When you were growing up, did you have anyone guide you through difficult situations and the emotions they cause? Did you feel like there was space for you to feel upset, angry, or sad? Did you feel seen, validated, and encouraged to express yourself? If not, then you most likely learned how to parent yourself in times of trouble. If you struggle with self-compassion, there’s a good chance you made unfair assumptions about yourself and what you need when you are in emotional pain.
On your path to self-awareness as a young person, you noticed there were things about you which received negative feedback from the people you admired. Because of your longing for total acceptance, you learned to judge these parts of your personality. Not feeling completely at home with yourself, it became easy to assume there was something wrong with you. This can be anything from the way you talk, the way you look, or even the way you feel. We all have a need to belong, a longing to feel completely accepted. When we sense our home life will not grant this to us, it’s not uncommon to turn against ourselves for having these needs in the first place. This can create a lifelong journey of self-rejection.
This may sound overly simplistic, but I invite you to take this in: all you’ve ever truly wanted was to feel whole and completely accepted. At any moment of the day, this realization is what your psychology, your drives and impulses, are gearing you towards. The innocent and nearly universal mistake was in thinking the world had the power to allow or deny this from you. There is no love more crucial for your well-being than your own.

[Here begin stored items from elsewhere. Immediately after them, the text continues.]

impl Display for CaptureBoundary {
    fn fmt(&self, f: &mut std::fmt::Formatter<'_>) -> std::fmt::Result {
        match self {
            CaptureBoundary::Start(group) => write!(f, "Start[{:04}]", group),
            CaptureBoundary::End(group) => write!(f, "End[{:04}]", group),
        }
    }
}

/// Opcode specific data held by a state.
#[derive(Debug, Clone, PartialEq, Eq, Default)]
pub enum Payload {
    #[default]
    None,
    Rune(char),
    Class(CharacterSet),
    Capture(CaptureBoundary),
}

/// A single node of the graph.
#[derive(Debug, Clone, PartialEq, Eq)]
pub struct State {
    opcode: OpCode,
    primary: Option<StateId>,
    alt: Option<StateId>,
    payload: Payload,
}

impl State {
    /// Constructs a state from its constituent parts.
    ///
    /// # Panics
    ///
    /// Panics if `alt` is provided for a non-branching opcode.
    #[must_use]
    pub fn new(
        opcode: OpCode,
        primary: Option<StateId>,
        alt: Option<StateId>,
        payload: Payload,
    ) -> Self {
        assert!(
            alt.is_none() || opcode.is_branching(),
            "alt edge set on non-branching opcode {}",
            opcode
        );

        Self {
            opcode,
            primary,
            alt,
            payload,
        }
    }

    pub fn rune(value: char) -> Self {
        Self::new(OpCode::Rune, None, None, Payload::Rune(value))
    }

    pub fn class(set: CharacterSet) -> Self {
        Self::new(OpCode::Class, None, None, Payload::Class(set))
    }

    pub fn any() -> Self {
        Self::new(OpCode::Any, None, None, Payload::None)
    }

    pub fn capture(boundary: CaptureBoundary) -> Self {
        Self::new(OpCode::Capture, None, None, Payload::Capture(boundary))
    }

    /// A split whose primary edge is already known.
    pub fn split(primary: StateId) -> Self {
        Self::new(OpCode::Split, Some(primary), None, Payload::None)
    }

    pub fn r#match() -> Self {
        Self::new(OpCode::Match, None, None, Payload::None)
    }

    pub fn opcode(&self) -> OpCode {
        self.opcode
    }

    pub fn primary(&self) -> Option<StateId> {
        self.primary
    }

    pub fn alt(&self) -> Option<StateId> {
        self.alt
    }

    pub fn edge(&self, edge: Edge) -> Option<StateId> {
        match edge {
            Edge::Primary => self.primary,
            Edge::Alt => self.alt,
        }
    }

    pub fn payload(&self) -> &Payload {
        &self.payload
    }

    /// Returns the populated successors in priority order, primary first.
    pub fn successors(&self) -> impl Iterator<Item = StateId> {
        self.primary.into_iter().chain(self.alt)
    }
}

impl Display for State {
    fn fmt(&self, f: &mut std::fmt::Formatter<'_>) -> std::fmt::Result {
        match &self.payload {
            Payload::None => write!(f, "{}", self.opcode)?,
            Payload::Rune(c) => write!(f, "{} {:?}", self.opcode, c)?,
            Payload::Class(set) => write!(f, "{} {}", self.opcode, set)?,
            Payload::Capture(boundary) => write!(f, "{} {}", self.opcode, boundary)?,
        }

        match (self.primary, self.alt) {
            (Some(primary), Some(alt)) => write!(f, " ({}), ({})", primary, alt),
            (Some(primary), None) => write!(f, " -> ({})", primary),
            (None, Some(alt)) => write!(f, " -> (----), ({})", alt),
            (None, None) => Ok(()),
        }
    }
}

/// Accumulates states during compilation and patches their edges. The arena
/// becomes the backing store of the [`Graph`] returned by [`build`].
///
/// [`build`]: GraphBuilder::build
#[derive(Debug, Default)]
pub struct GraphBuilder {
    states: Vec<State>,
}

impl GraphBuilder {
    /// Instantiates a builder with capacity for `capacity` states.
    pub fn with_capacity(capacity: usize) -> Self {
        Self {
            states: Vec::with_capacity(capacity),
        }
    }

    pub fn len(&self) -> usize {
        self.states.len()
    }

    pub fn is_empty(&self) -> bool {
        self.states.is_empty()
    }

    pub fn get(&self, id: StateId) -> Option<&State> {
        self.states.get(id.as_usize())
    }

    /// Inserts a state into the arena, returning its index.
    pub fn insert_state_mut(&mut self, state: State) -> StateId {
        let next_idx = u32::try_from(self.states.len())
            .map(StateId::from)
            .expect("state arena overflows a 32-bit index");
        self.states.push(state);

        next_idx
    }

    /// Points the `edge` of `source` at `target`.
    ///
    /// # Panics
    ///
    /// Each edge may be patched exactly once. Panics if the edge already has
    /// a target, if `Alt` is patched on a non-branching state, or if either
    /// index is outside the arena.
    pub fn patch_edge_mut(&mut self, source: StateId, edge: Edge, target: StateId) {
        assert!(
            target.as_usize() < self.states.len(),
            "patch target ({}) is not in the arena",
            target
        );

        let state = &mut self.states[source.as_usize()];
        let slot = match edge {
            Edge::Primary => &mut state.primary,
            Edge::Alt => {
                assert!(
                    state.opcode.is_branching(),
                    "alt edge patched on non-branching state ({}) {}",
                    source,
                    state.opcode
                );
                &mut state.alt
            }
        };

        assert!(
            slot.is_none(),
            "edge {:?} of state ({}) patched twice",
            edge,
            source
        );
        *slot = Some(target);
    }

    /// Converts a `Split` into a `SplitToMatch`.
    ///
    /// # Panics
    ///
    /// Panics if the state is not a `Split`.
    pub fn promote_to_split_to_match(&mut self, id: StateId) {
        let state = &mut self.states[id.as_usize()];
        assert_eq!(
            OpCode::Split,
            state.opcode,
            "only a split state ({}) can be promoted",
            id
        );

        state.opcode = OpCode::SplitToMatch;
    }

    /// Finalizes the arena into an immutable graph rooted at `entry`.
    pub fn build(self, entry: StateId) -> Graph {
        assert!(
            entry.as_usize() < self.states.len(),
            "entry ({}) is not in the arena",
            entry
        );

        Graph::new(self.states, entry)
    }
}
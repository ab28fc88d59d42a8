//! Compiles a regular expression pattern into an [`nfa_graph::Graph`] using
//! Thompson's construction.
//!
//! # Example
//!
//! ```rust
//! use nfa_compiler::compile;
//! use nfa_compiler::nfa_graph::{OpCode, Payload};
//!
//! // A pattern is compiled in a single call into an immutable graph.
//! let graph = compile("ab|c").expect("pattern is well formed");
//!
//! // The entry of an alternation is a split, preferring its left branch.
//! let entry = graph.entry();
//! assert_eq!(OpCode::Split, entry.opcode());
//!
//! let preferred = entry.primary().expect("split has a primary edge");
//! assert_eq!(&Payload::Rune('a'), graph[preferred].payload());
//!
//! // The rendered graph lists each state in arena order, marking the entry.
//! print!("{}", graph);
//! ```
//!
//! Malformed patterns are rejected with a [`CompileError`] that locates the
//! offending character.
//!
//! ```rust
//! use nfa_compiler::{compile, CompileError, MalformedReason};
//!
//! assert_eq!(
//!     Err(CompileError::MalformedPattern {
//!         position: 0,
//!         reason: MalformedReason::MissingQuantifierOperand('*'),
//!     }),
//!     compile("*a")
//! );
//! ```

pub mod ast;
mod class;
pub mod compiler;
mod error;
mod fragment;
pub mod lexer;
mod options;
mod patch;

pub use compiler::{compile, compile_with_options, Compiler};
pub use error::{ClassSpecReason, CompileError, MalformedReason};
pub use options::{CompileOptions, MAX_PATTERN_LEN};

pub use nfa_graph;
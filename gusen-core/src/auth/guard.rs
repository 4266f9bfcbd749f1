use std::sync::Arc;

use chrono::{DateTime, Utc};
use gusen_model::LoginId;
use thiserror::Error;

use super::token::{TokenRejection, TokenService};

pub const BEARER_PREFIX: &str = "Bearer ";

/// Reason a protected call was refused before reaching its use case.
#[derive(Debug, Clone, Copy, PartialEq, Eq, Error)]
pub enum GuardRejection {
    #[error("authorization header is missing")]
    MissingHeader,
    #[error("authorization header is not a bearer credential")]
    MalformedHeader,
    #[error(transparent)]
    Token(#[from] TokenRejection),
}

/// The administrator a validated token speaks for.
#[derive(Debug, Clone, PartialEq, Eq)]
pub struct AdminSession {
    pub login_id: LoginId,
    pub role: String,
    pub expires_at: Option<DateTime<Utc>>,
}

/// Pull the token out of an `Authorization: Bearer <token>` header value.
pub fn extract_bearer_token(
    header: Option<&str>,
) -> Result<&str, GuardRejection> {
    let header = header.ok_or(GuardRejection::MissingHeader)?;
    match header.strip_prefix(BEARER_PREFIX) {
        Some(token) if !token.trim().is_empty() => Ok(token.trim()),
        _ => Err(GuardRejection::MalformedHeader),
    }
}

#[derive(Debug, Clone)]
pub struct SessionGuard {
    tokens: Arc<TokenService>,
}

impl SessionGuard {
    pub fn new(tokens: Arc<TokenService>) -> Self {
        Self { tokens }
    }

    pub fn authorize(
        &self,
        header: Option<&str>,
    ) -> Result<AdminSession, GuardRejection> {
        self.authorize_at(header, Utc::now())
    }

    pub fn authorize_at(
        &self,
        header: Option<&str>,
        now: DateTime<Utc>,
    ) -> Result<AdminSession, GuardRejection> {
        let token = extract_bearer_token(header)?;
        let claims = self.tokens.validate_at(token, now)?;
        let login_id = LoginId::parse(&claims.login_id)
            .map_err(|_| GuardRejection::Token(TokenRejection::Malformed))?;

        Ok(AdminSession {
            expires_at: claims.expires_at(),
            login_id,
            role: claims.role,
        })
    }
}

#[cfg(test)]
mod tests {
    use chrono::Duration;

    use super::*;
    use crate::auth::token::{SESSION_LIFETIME_SECS, SigningKey};

    fn guard() -> (SessionGuard, Arc<TokenService>) {
        let key = SigningKey::generate().unwrap();
        let tokens = Arc::new(TokenService::new(&key, "ADMIN"));
        (SessionGuard::new(tokens.clone()), tokens)
    }

    #[test]
    fn bearer_prefix_is_required() {
        assert_eq!(extract_bearer_token(None), Err(GuardRejection::MissingHeader));
        for header in ["", "Bearer ", "Bearer    ", "Basic abc", "bearer abc", "Token abc"] {
            assert_eq!(
                extract_bearer_token(Some(header)),
                Err(GuardRejection::MalformedHeader),
                "header {header:?}"
            );
        }
        assert_eq!(extract_bearer_token(Some("Bearer abc.def")), Ok("abc.def"));
    }

    #[test]
    fn valid_admin_token_yields_session() {
        let (guard, tokens) = guard();
        let id = LoginId::parse("admin1").unwrap();
        let issued = tokens.issue(&id, "ADMIN").unwrap();
        let header = format!("Bearer {}", issued.token);

        let session = guard.authorize(Some(&header)).unwrap();
        assert_eq!(session.login_id.as_str(), "ADMIN1");
        assert_eq!(session.role, "ADMIN");
    }

    #[test]
    fn token_failures_surface_their_reason() {
        let (guard, tokens) = guard();
        let id = LoginId::parse("ops").unwrap();
        let now = Utc::now();

        let teller = tokens.issue_at(&id, "TELLER", now).unwrap();
        assert_eq!(
            guard.authorize_at(Some(&format!("Bearer {}", teller.token)), now),
            Err(GuardRejection::Token(TokenRejection::RoleMismatch))
        );

        let admin = tokens.issue_at(&id, "ADMIN", now).unwrap();
        let later = now + Duration::seconds(SESSION_LIFETIME_SECS);
        assert_eq!(
            guard.authorize_at(Some(&format!("Bearer {}", admin.token)), later),
            Err(GuardRejection::Token(TokenRejection::Expired))
        );
    }
}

Not knowing this, and instead trusting more in the judgments of others than your own internal guidance, you outsourced your validation, and whenever it seemed people and situations were telling you were anything but good, you retaliated, trying to protect what you thought was at threat. You were unaware of your unassailable goodness, so acted from a place of self-doubt, which inspired behaviors sparking further self-doubt. It’s a terrible cycle that only self-compassion, not internal criticism, can free us from. The trick to abstaining from harmful behaviors is not through further self-rejection, especially when self-rejection was the genesis of those self-sabotaging behaviors in the first place.
The beginning of your journey towards self-compassion will be in communicating with this younger part of you; to be the reassuring and validating parent you needed while growing up. This will mean, when we are feeling down, to not tell ourselves we are wrong for feeling so, but to have the patient curiosity of a devoted caretaker. You will notice, when you suffer, that the greatest cause of pain is how you feel about yourself during the process. Reminding yourself of your innate goodness is the greatest gift you can offer yourself in hard times. The quality of your life will become fundamentally different when you learn to care for yourself in difficult times.
With compassion for yourself, you can learn to honor what you are feeling, knowing that there is no thought nor feeling in the world which could warrant your denial of the love that is rightfully yours. Without resistance, these emotions no longer become stuck in your system, no longer festering and becoming so explosive you have no choice but to act from them. Negative emotions in themselves are not suffering. We suffer when we internally resist our experiences and insist they shouldn’t be happening.
Please remember, you can only hold yourself with compassion now. If you struggle with self-compassion, you most likely have a perfectionistic idea of how you’re supposed to be in order to be loved. Self-compassion is reminding yourself that you deserved to be loved now, as you are. At any moment, you can pause, relax your efforts, and listen to yourself from a place of compassion, which is to say, without judgment. “I see you, I hear you”, is a wonderful mantra to practice. There’s no one else you need to be. Just in being alive, you are enough. You were born with the right to be loved, you do not need to earn it. This is the greatest paradox to being human. You’ve always had the love that you’ve been seeking.
Within the word ‘compassion’ you’ll find ‘compass’. I cannot think of a better guide than compassion to direct you back home to yourself.